Cette magnifique cruche en argent représente une remarquable tradition de camaraderie militaire entre le Régiment d'Infanterie Impérial Russe No. 67 Tarutino et le Régiment d'Infanterie Royal Prussien d'Oldenbourg No. 91. De tels présents constituaient un élément essentiel de la culture militaire à la fin du XIXe et au début du XXe siècle, symbolisant les liens entre unités amies de différentes nations.
Le Régiment d'Infanterie Russe No. 67 portait le titre honorifique “Tarutino” en commémoration de la bataille de Tarutino du 18 octobre 1812, une victoire significative sur les forces napoléoniennes durant la campagne de Russie. Ce nom conférait au régiment un prestige particulier au sein de l'Armée Impériale Russe. Le régiment était placé sous le patronage du Grand-Duc d'Oldenbourg, reflétant les connexions dynastiques entre les maisons princières allemandes et la maison impériale russe.
Le Régiment d'Infanterie d'Oldenbourg No. 91 fut établi en 1866 dans le cadre de l'armée prussienne suite à l'annexion du royaume de Hanovre. Il recrutait principalement sur le territoire du grand-duché d'Oldenbourg et était en garnison à Oldenbourg. Le régiment appartenait au Xe corps d'armée et participa à la guerre franco-prussienne de 1870/71 ainsi qu'à la Première Guerre mondiale.
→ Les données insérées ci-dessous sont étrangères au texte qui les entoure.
//! The scratch workspace: clone-on-first-use and branch detection.

use std::path::{Path, PathBuf};

use anyhow::{Context, Result};
use git2::Repository;
use tracing::info;

/// The worker's exclusively owned checkout on the scratch volume.
#[derive(Debug, Clone)]
pub struct Workspace {
    dir: PathBuf,
}

impl Workspace {
    pub fn new(dir: impl Into<PathBuf>) -> Self {
        Self { dir: dir.into() }
    }

    pub fn dir(&self) -> &Path {
        &self.dir
    }

    /// Make the workspace usable: create the directory, and clone the
    /// configured repository if the volume is still empty.
    pub fn prepare(&self, repository_url: Option<&str>) -> Result<()> {
        std::fs::create_dir_all(&self.dir)
            .with_context(|| format!("failed to create workspace {}", self.dir.display()))?;

        let is_empty = self
            .dir
            .read_dir()
            .map(|mut entries| entries.next().is_none())
            .unwrap_or(true);

        if let (true, Some(url)) = (is_empty, repository_url) {
            info!(url = %url, dir = %self.dir.display(), "cloning repository into workspace");
            Repository::clone(url, &self.dir)
                .with_context(|| format!("failed to clone {url}"))?;
        }

        Ok(())
    }

    /// The current branch, but only if it has at least one commit.
    ///
    /// A freshly initialized repository has a symbolic HEAD pointing at an
    /// unborn branch; reporting that would produce an Edit button to a
    /// branch the remote cannot resolve.
    pub fn current_branch(&self) -> Option<String> {
        let repo = Repository::open(&self.dir).ok()?;
        let head = repo.head().ok()?;
        head.peel_to_commit().ok()?;
        if !head.is_branch() {
            return None;
        }
        head.shorthand().map(str::to_string)
    }
}

#[cfg(test)]
mod tests {
    use super::*;

    fn temp_dir(name: &str) -> PathBuf {
        let dir = std::env::temp_dir().join(format!("workspace-test-{name}-{}", uuid::Uuid::new_v4()));
        std::fs::create_dir_all(&dir).unwrap();
        dir
    }

    #[test]
    fn prepare_creates_missing_directory() {
        let dir = temp_dir("create").join("nested");
        let workspace = Workspace::new(&dir);
        workspace.prepare(None).unwrap();
        assert!(dir.is_dir());
        std::fs::remove_dir_all(dir.parent().unwrap()).ok();
    }

    #[test]
    fn branch_is_none_outside_a_repository() {
        let dir = temp_dir("no-repo");
        let workspace = Workspace::new(&dir);
        assert_eq!(workspace.current_branch(), None);
        std::fs::remove_dir_all(&dir).ok();
    }

    #[test]
    fn branch_is_none_before_first_commit() {
        let dir = temp_dir("unborn");
        Repository::init(&dir).unwrap();
        let workspace = Workspace::new(&dir);
        assert_eq!(workspace.current_branch(), None);
        std::fs::remove_dir_all(&dir).ok();
    }

    #[test]
    fn branch_is_reported_once_a_commit_exists() {
        let dir = temp_dir("committed");
        let repo = Repository::init(&dir).unwrap();
        {
            let mut index = repo.index().unwrap();
            let tree_id = index.write_tree().unwrap();
            let tree = repo.find_tree(tree_id).unwrap();
            let signature = git2::Signature::now("test", "test@example.com").unwrap();
            repo.commit(Some("HEAD"), &signature, &signature, "init", &tree, &[])
                .unwrap();
        }

        let workspace = Workspace::new(&dir);
        let branch = workspace.current_branch().unwrap();
        assert!(branch == "master" || branch == "main");
        std::fs::remove_dir_all(&dir).ok();
    }
}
Le lien entre les deux régiments reposait sur le patronage de la Maison d'Oldenbourg. La dynastie d'Oldenbourg entretenait des relations familiales étroites avec la maison impériale russe, notamment par des mariages tels que celui de la Princesse Cécilie d'Oldenbourg avec des membres de la famille impériale russe. De telles connexions dynastiques aboutissaient fréquemment à ce que des régiments russes portent les noms de princes allemands et vice versa.
La tradition d'échanger des cadeaux honorifiques entre régiments amis était répandue dans la pratique militaire européenne du XIXe siècle. Ces présents étaient typiquement offerts lors d'occasions significatives : anniversaires régimentaires, visites de délégations d'officiers, manœuvres communes, ou pour célébrer des succès militaires. Ils servaient à maintenir les relations militaires internationales et symbolisaient le respect mutuel et la fraternité d'armes.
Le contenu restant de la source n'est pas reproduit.